----- Data for processing -----

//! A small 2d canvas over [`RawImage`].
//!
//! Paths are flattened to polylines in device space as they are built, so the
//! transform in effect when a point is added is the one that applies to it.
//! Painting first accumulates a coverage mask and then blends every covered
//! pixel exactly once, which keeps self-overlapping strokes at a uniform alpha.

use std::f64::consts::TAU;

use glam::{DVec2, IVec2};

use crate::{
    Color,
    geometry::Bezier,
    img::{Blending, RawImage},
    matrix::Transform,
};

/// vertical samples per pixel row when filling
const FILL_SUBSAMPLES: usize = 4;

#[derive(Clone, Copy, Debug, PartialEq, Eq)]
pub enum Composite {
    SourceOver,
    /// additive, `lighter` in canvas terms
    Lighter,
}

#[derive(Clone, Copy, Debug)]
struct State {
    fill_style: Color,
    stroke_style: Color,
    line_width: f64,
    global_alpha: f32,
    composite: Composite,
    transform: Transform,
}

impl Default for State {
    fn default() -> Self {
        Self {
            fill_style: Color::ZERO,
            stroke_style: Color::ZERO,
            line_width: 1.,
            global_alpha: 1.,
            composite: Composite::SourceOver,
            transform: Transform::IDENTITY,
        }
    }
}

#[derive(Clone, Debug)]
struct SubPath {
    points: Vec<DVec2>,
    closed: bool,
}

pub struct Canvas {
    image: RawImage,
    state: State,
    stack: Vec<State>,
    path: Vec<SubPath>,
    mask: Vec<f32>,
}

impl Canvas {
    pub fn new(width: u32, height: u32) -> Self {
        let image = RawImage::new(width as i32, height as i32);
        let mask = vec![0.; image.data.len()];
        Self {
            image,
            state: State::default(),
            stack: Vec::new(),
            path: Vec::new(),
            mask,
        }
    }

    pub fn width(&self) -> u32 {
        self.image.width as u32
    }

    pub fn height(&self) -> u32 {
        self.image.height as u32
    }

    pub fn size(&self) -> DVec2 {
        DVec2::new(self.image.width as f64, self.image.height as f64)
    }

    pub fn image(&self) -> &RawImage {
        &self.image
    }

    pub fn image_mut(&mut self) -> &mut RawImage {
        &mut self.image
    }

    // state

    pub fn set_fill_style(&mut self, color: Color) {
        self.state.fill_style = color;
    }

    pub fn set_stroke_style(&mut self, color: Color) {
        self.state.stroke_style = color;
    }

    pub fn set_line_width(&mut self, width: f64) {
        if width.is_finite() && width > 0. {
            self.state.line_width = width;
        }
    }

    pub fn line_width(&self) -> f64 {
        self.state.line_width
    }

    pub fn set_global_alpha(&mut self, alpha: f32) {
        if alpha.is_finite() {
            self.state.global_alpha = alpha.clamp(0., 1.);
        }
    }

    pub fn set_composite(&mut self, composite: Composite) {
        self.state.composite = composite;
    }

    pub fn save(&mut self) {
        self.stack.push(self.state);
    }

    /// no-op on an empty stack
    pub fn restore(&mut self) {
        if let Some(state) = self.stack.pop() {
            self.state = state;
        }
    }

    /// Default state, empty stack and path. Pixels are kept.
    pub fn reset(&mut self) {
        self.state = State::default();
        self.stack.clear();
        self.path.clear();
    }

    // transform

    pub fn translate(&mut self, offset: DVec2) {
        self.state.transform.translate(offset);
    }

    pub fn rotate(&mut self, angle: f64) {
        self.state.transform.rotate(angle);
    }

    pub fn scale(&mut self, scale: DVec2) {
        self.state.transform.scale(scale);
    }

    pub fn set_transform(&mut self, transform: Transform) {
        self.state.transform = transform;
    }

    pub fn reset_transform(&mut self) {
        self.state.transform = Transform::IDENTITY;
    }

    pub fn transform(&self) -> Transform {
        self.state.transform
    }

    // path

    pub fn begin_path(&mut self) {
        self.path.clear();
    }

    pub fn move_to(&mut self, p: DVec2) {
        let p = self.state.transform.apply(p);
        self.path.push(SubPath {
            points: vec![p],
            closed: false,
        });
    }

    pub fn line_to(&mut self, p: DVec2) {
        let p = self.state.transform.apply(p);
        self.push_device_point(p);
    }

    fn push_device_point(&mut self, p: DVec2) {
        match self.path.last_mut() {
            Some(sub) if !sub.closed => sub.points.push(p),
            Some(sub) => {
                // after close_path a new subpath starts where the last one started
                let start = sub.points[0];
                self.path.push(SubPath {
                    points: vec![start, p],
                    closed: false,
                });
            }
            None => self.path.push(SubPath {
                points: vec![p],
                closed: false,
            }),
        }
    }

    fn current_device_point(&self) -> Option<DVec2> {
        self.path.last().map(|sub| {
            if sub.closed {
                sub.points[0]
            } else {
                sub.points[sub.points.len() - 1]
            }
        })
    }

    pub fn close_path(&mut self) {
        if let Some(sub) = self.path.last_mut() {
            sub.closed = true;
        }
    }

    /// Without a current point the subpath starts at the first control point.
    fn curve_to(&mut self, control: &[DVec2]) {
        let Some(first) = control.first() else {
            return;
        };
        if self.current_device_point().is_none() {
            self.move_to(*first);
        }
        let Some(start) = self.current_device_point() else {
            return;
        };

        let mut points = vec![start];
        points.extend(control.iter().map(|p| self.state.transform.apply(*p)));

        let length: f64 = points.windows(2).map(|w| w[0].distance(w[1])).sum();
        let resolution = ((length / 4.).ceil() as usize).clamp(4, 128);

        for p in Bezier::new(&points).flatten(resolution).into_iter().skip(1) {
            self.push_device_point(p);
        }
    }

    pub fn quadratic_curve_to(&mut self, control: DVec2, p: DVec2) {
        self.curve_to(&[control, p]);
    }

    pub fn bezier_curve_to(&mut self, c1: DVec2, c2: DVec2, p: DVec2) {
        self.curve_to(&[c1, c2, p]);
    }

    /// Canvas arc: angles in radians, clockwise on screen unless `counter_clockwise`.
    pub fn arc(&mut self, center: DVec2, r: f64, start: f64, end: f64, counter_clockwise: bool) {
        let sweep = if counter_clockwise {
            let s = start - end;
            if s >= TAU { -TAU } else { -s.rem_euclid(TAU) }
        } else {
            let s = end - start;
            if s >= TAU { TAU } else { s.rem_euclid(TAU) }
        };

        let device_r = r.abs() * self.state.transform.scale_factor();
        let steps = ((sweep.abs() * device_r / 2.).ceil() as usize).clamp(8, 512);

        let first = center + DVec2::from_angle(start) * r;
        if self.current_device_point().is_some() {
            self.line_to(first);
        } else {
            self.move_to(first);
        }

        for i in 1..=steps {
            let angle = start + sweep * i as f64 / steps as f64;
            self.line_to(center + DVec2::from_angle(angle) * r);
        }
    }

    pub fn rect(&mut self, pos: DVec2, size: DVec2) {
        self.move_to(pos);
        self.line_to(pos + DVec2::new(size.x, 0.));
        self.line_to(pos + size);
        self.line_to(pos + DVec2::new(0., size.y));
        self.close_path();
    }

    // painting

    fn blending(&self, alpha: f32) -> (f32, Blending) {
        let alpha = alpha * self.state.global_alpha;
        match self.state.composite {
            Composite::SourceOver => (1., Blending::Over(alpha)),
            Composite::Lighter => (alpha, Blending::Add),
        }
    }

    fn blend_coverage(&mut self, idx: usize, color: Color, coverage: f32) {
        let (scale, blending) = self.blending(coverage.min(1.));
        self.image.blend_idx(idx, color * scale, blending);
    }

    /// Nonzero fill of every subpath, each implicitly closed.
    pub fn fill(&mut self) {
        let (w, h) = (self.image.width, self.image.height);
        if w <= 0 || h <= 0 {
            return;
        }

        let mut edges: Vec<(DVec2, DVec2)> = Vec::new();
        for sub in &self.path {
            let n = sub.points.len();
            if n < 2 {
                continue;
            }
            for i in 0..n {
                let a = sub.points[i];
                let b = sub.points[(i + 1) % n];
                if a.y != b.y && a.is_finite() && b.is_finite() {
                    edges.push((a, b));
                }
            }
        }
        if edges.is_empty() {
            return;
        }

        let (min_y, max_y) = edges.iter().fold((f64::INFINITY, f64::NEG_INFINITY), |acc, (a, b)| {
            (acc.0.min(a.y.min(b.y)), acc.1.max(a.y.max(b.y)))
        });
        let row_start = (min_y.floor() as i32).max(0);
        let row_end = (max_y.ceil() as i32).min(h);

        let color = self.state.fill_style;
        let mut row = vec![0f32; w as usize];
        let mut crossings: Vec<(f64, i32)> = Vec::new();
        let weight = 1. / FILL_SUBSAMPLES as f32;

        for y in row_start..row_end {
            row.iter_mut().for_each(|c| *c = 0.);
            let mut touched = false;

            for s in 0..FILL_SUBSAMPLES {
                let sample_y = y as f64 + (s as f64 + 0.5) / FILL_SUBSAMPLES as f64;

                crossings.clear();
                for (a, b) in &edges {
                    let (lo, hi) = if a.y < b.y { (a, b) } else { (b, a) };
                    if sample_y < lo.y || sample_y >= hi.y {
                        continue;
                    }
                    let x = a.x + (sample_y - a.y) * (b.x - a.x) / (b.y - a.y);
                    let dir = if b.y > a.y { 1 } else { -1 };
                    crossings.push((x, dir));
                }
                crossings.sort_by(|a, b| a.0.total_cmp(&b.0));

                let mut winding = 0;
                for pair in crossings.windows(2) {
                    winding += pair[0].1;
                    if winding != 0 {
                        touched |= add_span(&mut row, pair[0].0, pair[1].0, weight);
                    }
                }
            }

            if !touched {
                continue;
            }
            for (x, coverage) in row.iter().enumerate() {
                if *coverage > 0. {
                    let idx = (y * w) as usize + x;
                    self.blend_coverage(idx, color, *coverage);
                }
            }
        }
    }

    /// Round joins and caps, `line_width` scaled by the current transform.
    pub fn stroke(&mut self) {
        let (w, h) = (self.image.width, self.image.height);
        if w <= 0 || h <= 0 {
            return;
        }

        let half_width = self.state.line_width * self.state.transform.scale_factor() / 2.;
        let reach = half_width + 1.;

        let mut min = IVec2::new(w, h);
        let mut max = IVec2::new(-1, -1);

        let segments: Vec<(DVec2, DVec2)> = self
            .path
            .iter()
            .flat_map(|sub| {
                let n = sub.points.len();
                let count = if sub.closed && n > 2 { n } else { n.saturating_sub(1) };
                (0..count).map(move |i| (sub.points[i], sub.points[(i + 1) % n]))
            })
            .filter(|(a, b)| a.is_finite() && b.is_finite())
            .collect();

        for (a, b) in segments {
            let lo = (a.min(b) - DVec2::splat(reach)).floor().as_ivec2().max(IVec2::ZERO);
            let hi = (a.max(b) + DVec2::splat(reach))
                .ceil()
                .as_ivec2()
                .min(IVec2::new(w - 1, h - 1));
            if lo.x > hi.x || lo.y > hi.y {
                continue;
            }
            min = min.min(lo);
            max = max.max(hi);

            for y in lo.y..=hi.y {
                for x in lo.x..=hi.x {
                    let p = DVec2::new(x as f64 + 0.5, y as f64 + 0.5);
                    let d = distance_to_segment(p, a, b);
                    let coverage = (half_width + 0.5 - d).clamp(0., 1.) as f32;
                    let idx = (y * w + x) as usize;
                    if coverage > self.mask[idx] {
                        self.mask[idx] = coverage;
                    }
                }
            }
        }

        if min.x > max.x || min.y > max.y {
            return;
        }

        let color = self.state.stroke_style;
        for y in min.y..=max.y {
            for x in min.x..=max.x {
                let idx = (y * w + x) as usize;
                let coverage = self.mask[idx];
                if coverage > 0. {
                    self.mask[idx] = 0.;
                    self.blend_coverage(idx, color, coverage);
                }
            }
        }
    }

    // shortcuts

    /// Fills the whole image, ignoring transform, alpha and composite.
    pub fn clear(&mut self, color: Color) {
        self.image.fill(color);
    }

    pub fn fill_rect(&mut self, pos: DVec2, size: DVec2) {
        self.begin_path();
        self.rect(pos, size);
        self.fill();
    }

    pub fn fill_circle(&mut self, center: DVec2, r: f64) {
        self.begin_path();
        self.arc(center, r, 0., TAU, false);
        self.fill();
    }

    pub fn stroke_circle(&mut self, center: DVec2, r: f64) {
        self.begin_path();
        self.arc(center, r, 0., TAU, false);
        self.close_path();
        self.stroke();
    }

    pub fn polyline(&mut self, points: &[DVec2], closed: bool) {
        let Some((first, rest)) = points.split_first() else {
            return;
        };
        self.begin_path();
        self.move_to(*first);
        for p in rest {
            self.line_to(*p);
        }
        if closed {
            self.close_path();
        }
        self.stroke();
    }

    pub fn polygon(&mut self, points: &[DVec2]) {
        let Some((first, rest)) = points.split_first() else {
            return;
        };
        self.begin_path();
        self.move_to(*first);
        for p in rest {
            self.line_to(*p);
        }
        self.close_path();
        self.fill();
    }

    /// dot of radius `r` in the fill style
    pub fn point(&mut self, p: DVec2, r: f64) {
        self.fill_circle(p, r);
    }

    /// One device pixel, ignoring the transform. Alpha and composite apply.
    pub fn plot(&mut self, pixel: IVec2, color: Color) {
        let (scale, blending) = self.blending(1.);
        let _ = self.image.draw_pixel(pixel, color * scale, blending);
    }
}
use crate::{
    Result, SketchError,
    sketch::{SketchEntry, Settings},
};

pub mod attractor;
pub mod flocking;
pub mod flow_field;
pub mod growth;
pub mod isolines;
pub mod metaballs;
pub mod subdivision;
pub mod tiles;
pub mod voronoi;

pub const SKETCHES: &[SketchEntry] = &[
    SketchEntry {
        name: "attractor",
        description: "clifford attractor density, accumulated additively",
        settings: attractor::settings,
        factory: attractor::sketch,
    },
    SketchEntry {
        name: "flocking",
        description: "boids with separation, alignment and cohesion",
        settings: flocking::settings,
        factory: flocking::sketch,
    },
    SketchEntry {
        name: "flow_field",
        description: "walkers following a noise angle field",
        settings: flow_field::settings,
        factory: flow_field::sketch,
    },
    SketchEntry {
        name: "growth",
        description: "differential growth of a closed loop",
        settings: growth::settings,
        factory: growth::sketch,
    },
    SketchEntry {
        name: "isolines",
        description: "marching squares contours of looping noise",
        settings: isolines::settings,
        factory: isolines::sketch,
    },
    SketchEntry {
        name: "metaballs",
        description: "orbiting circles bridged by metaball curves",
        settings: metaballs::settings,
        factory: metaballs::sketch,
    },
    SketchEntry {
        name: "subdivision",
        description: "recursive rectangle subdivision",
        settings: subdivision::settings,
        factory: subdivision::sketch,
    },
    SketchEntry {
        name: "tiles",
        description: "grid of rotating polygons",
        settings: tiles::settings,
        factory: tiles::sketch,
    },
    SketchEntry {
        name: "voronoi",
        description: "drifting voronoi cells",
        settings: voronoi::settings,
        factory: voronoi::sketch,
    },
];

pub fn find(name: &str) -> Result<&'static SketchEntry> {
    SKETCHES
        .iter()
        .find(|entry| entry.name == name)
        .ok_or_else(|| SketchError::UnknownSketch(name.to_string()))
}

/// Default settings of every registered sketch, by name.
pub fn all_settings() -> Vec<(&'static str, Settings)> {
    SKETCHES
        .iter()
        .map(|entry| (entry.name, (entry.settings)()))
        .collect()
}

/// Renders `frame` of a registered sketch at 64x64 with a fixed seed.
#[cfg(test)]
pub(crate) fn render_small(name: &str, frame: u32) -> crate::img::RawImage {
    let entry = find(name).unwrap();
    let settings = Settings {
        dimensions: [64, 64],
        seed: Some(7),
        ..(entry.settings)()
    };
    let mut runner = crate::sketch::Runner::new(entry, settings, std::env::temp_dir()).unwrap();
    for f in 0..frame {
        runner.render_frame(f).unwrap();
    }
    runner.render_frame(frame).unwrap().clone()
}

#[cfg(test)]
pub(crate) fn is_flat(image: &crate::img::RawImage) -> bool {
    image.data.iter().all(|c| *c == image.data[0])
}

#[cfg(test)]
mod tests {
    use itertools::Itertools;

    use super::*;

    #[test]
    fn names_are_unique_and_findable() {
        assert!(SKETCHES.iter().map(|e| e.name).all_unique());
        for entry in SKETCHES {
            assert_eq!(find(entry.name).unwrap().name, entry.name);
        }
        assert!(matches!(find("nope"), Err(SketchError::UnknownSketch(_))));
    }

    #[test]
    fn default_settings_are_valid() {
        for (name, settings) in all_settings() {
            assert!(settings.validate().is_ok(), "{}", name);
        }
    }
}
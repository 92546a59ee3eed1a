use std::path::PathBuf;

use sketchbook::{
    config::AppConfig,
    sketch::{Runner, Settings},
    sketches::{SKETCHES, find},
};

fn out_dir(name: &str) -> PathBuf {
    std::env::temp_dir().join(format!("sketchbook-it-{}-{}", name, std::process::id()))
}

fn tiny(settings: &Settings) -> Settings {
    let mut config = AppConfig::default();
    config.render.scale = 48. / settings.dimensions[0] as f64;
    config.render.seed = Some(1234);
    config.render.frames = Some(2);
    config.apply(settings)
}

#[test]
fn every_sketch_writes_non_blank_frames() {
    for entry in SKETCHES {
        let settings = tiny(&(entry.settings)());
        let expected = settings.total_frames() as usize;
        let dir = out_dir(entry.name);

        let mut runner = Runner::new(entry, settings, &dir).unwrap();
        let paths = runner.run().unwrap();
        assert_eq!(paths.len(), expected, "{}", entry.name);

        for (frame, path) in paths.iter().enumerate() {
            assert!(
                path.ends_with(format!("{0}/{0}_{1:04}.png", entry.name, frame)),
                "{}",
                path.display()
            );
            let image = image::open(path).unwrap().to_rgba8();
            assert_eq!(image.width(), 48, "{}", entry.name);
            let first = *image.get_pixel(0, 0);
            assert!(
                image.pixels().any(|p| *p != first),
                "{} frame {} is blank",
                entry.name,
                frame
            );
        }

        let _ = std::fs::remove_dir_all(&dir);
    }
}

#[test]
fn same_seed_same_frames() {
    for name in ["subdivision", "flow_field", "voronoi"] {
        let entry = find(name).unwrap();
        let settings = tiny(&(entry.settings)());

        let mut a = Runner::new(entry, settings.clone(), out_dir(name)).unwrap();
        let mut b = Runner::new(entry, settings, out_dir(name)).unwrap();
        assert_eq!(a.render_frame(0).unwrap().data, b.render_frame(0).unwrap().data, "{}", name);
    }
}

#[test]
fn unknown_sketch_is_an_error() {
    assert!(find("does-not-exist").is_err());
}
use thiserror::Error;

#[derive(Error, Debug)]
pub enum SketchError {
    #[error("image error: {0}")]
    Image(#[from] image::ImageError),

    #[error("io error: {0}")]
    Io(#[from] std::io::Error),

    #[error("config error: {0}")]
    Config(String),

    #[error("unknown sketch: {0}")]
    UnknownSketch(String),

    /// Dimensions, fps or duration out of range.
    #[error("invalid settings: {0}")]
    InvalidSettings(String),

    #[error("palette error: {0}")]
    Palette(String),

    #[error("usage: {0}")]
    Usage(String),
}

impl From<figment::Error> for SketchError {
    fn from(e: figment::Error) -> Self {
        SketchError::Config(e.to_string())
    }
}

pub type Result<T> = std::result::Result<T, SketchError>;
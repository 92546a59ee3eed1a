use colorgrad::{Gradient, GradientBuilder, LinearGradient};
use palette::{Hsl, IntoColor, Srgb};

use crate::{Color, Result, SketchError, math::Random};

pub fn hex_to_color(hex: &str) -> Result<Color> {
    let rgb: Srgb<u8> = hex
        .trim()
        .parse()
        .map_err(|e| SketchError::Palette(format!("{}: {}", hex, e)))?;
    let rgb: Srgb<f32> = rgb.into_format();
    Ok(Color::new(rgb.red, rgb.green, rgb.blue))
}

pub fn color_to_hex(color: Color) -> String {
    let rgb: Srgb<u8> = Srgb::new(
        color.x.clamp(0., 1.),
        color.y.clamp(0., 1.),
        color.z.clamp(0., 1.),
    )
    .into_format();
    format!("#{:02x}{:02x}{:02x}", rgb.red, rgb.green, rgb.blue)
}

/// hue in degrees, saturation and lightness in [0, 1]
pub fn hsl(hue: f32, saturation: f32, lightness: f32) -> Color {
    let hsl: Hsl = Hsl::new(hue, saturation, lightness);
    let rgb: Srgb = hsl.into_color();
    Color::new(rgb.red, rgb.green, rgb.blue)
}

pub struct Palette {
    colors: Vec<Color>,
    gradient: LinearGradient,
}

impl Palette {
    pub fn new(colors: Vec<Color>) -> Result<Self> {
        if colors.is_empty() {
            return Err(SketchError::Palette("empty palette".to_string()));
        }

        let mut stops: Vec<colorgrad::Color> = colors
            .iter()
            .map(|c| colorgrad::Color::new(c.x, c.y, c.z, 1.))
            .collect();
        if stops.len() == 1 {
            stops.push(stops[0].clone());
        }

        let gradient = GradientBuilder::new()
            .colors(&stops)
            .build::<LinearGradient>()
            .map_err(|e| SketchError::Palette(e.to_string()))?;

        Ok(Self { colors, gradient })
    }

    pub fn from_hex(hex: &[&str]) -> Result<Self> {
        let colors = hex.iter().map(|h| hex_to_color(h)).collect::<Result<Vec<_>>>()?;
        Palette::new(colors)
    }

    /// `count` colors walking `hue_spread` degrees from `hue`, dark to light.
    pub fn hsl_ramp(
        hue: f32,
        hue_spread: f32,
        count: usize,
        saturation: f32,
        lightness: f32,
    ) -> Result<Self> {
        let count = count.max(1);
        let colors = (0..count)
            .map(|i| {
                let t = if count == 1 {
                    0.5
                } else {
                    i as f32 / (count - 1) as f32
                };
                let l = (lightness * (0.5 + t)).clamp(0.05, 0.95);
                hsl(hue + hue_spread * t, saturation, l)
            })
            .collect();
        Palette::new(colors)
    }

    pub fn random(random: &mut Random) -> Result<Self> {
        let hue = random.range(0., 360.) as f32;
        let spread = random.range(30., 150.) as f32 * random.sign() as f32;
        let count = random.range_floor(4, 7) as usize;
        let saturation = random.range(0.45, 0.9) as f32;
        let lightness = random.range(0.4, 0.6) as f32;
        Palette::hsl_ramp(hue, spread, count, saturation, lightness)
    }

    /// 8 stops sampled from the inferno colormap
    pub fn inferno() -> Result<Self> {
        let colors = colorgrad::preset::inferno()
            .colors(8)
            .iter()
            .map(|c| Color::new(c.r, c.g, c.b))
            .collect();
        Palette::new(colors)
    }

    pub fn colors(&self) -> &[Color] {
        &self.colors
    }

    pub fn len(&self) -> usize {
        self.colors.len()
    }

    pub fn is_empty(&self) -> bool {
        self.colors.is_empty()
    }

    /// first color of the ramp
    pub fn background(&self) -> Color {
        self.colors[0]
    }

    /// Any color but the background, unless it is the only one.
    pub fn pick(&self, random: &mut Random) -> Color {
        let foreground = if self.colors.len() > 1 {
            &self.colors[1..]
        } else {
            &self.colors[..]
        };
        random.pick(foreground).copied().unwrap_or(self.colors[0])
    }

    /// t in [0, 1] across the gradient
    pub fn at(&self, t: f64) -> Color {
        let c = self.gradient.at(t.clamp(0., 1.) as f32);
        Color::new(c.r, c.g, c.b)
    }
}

-----

_Work request_. Please retype, with no changes, the lines that run from the first line of the entries to the line with "applies to it.", both ends included.

_Answer to this task_.
//! A small 2d canvas over [`RawImage`].
//!
//! Paths are flattened to polylines in device space as they are built, so the
//! transform in effect when a point is added is the one that applies to it.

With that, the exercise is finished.